Onishchenko GG. Gig. Sanit. 2009; (3): 66-71.

Copyright

(Copyright © 2009, Izdatelstvo Meditsina)

DOI

unavailable

PMID

19645108

Abstract

To create healthy and safe working conditions are constantly in the focus of attention at all governmental levels. To reduce deaths and traumatism from occupational accidents and diseases, by providing safe working conditions is one of the priorities of the demographic policy pursued by the Government of the Russian Federation. In the able-bodied population, the current mortality from natural causes (accidents, poisonings, and traumas, including occupation-related ones) exceeds that by 2.5 and 1.5 times in developed and developing countries, respectively.

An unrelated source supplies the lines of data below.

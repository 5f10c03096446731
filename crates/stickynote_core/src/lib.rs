//! Core domain logic for the sticky-note board.
//! This crate owns note state, its synchronization with the document store,
//! and the optimistic positioning policy.

pub mod config;
pub mod db;
pub mod gateway;
pub mod logging;
pub mod model;
pub mod store;
pub mod sync;

pub use config::{ConfigError, StoreConfig};
pub use gateway::{
    FeedListener, FeedSlot, GatewayError, GatewayResult, NoteGateway, StoreNoteGateway,
    Subscription, NOTES_COLLECTION,
};
pub use logging::{default_log_level, init_logging, logging_status, LoggingError};
pub use model::note::{Note, NoteDocument, NoteDraft, NoteId};
pub use store::{StoreClient, StoreError, StoreResult, StoredDocument};
pub use sync::{
    FeedPump, FeedUpdate, NoteRepository, PositionWrite, SyncError, SyncMode, SyncResult,
};

/// Returns the core crate version.
pub fn core_version() -> &'static str {
    env!("CARGO_PKG_VERSION")
}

The worse conditions remain to be those in coal-mining and shipbuilding industries, ferrous and non-ferrous metallurgy, agriculture, tractor-building and agricultural engineering, building materials industry, road-building machinery, logging industry, power machine building, and civil engineering. On-going checks reveal low sanitary culture and industrial discipline, no package of sanitary-and-prophylactic measures, as well as poor knowledge about sanitary legislation requirements in the heads of small-scale business and private undertakings. In 2006, the Russian Federation notified 357 cases of occupational diseases among medical workers, of which there were 196 cases of pulmonary tuberculosis and 39 cases of viral hepatitis. Despite the fact that the cases of occupational diseases are annually on the decrease, these are being underdetected.